• Problem to solve
Please return all lines of the data below containing the string "parse".

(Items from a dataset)
=== Section Start ===
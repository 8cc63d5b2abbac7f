//! Component type identity as seen by the host UI framework.

use std::borrow::Cow;

use serde::{Deserialize, Serialize};

use crate::error::{CoreError, CoreResult};

/// Identifier of a component type (a page, panel, link, ...).
///
/// Type keys replace runtime reflection: the host registers each component type
/// under a key once, and every authorization decision is keyed by it. Page keys
/// double as navigation destinations.
#[derive(Debug, Clone, PartialEq, Eq, Hash, PartialOrd, Ord, Serialize, Deserialize)]
#[serde(try_from = "String", into = "String")]
pub struct TypeKey(Cow<'static, str>);

impl TypeKey {
    /// Key for a statically known type name. Use [`TypeKey::parse`] for
    /// untrusted input.
    pub const fn from_static(name: &'static str) -> Self {
        Self(Cow::Borrowed(name))
    }

    /// Validate and build a key from arbitrary input.
    pub fn parse(name: impl Into<Cow<'static, str>>) -> CoreResult<Self> {
        let name = name.into();
        if name.trim().is_empty() {
            return Err(CoreError::validation("type key must not be blank"));
        }
        if name.trim() != name {
            return Err(CoreError::validation(format!(
                "type key '{name}' has surrounding whitespace"
            )));
        }
        Ok(Self(name))
    }

    pub fn as_str(&self) -> &str {
        &self.0
    }
}

impl core::fmt::Display for TypeKey {
    fn fmt(&self, f: &mut core::fmt::Formatter<'_>) -> core::fmt::Result {
        f.write_str(&self.0)
    }
}

impl TryFrom<String> for TypeKey {
    type Error = CoreError;

    fn try_from(value: String) -> Result<Self, Self::Error> {
        Self::parse(value)
    }
}

impl From<TypeKey> for String {
    fn from(value: TypeKey) -> Self {
        value.0.into_owned()
    }
}

/// Declared classification of a component type.
///
/// Only pages (top-level navigable units) are subject to instantiation checks;
/// everything else is gated at render time.
#[derive(Debug, Clone, Copy, PartialEq, Eq, Hash, Serialize, Deserialize, Default)]
#[serde(rename_all = "snake_case")]
pub enum ComponentKind {
    Page,
    #[default]
    Component,
}

/// An action the host framework asks permission for on a live component.
#[derive(Debug, Clone, PartialEq, Eq, Hash, Serialize, Deserialize)]
#[serde(rename_all = "snake_case")]
pub enum Action {
    Render,
    Enable,
    /// Host-defined action; never checked by the guardian.
    Named(String),
}

impl core::fmt::Display for Action {
    fn fmt(&self, f: &mut core::fmt::Formatter<'_>) -> core::fmt::Result {
        match self {
            Action::Render => f.write_str("RENDER"),
            Action::Enable => f.write_str("ENABLE"),
            Action::Named(name) => f.write_str(name),
        }
    }
}

/// A live component instance, as far as authorization is concerned.
pub trait Component {
    /// The concrete (most-derived) type of this instance.
    fn type_key(&self) -> &TypeKey;
}

impl Component for TypeKey {
    fn type_key(&self) -> &TypeKey {
        self
    }
}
=== Section End ===
• Exercise response
    /// Key for a statically known type name. Use [`TypeKey::parse`] for
    pub fn parse(name: impl Into<Cow<'static, str>>) -> CoreResult<Self> {
        Self::parse(value)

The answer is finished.